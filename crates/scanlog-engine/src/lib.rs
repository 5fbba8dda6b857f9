mod logger;
pub mod report;

pub use logger::Logger;
pub use report::FatalOutcome;
pub use scanlog_core::{LogConfig, Severity};
pub use scanlog_observability::{AppendLog, AppendSink, FileSink};
pub use scanlog_platform::{
    AlwaysConfirm, AlwaysDecline, ArtifactInfo, ArtifactKind, Confirm, Image, StdinConfirm,
    SystemOpener, UrlOpener,
};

## What needs to be done
Restate the material word for word, leaving nothing out.

## Response
filename crates/scanlog-engine/src/lib.rs
repository 5fbba8dda6b857f9
mod logger;
pub mod report;

pub use logger::Logger;
pub use report::FatalOutcome;
pub use scanlog_core::{LogConfig, Severity};
pub use scanlog_observability::{AppendLog, AppendSink, FileSink};
pub use scanlog_platform::{
    AlwaysConfirm, AlwaysDecline, ArtifactInfo, ArtifactKind, Confirm, Image, StdinConfirm,
    SystemOpener, UrlOpener,
};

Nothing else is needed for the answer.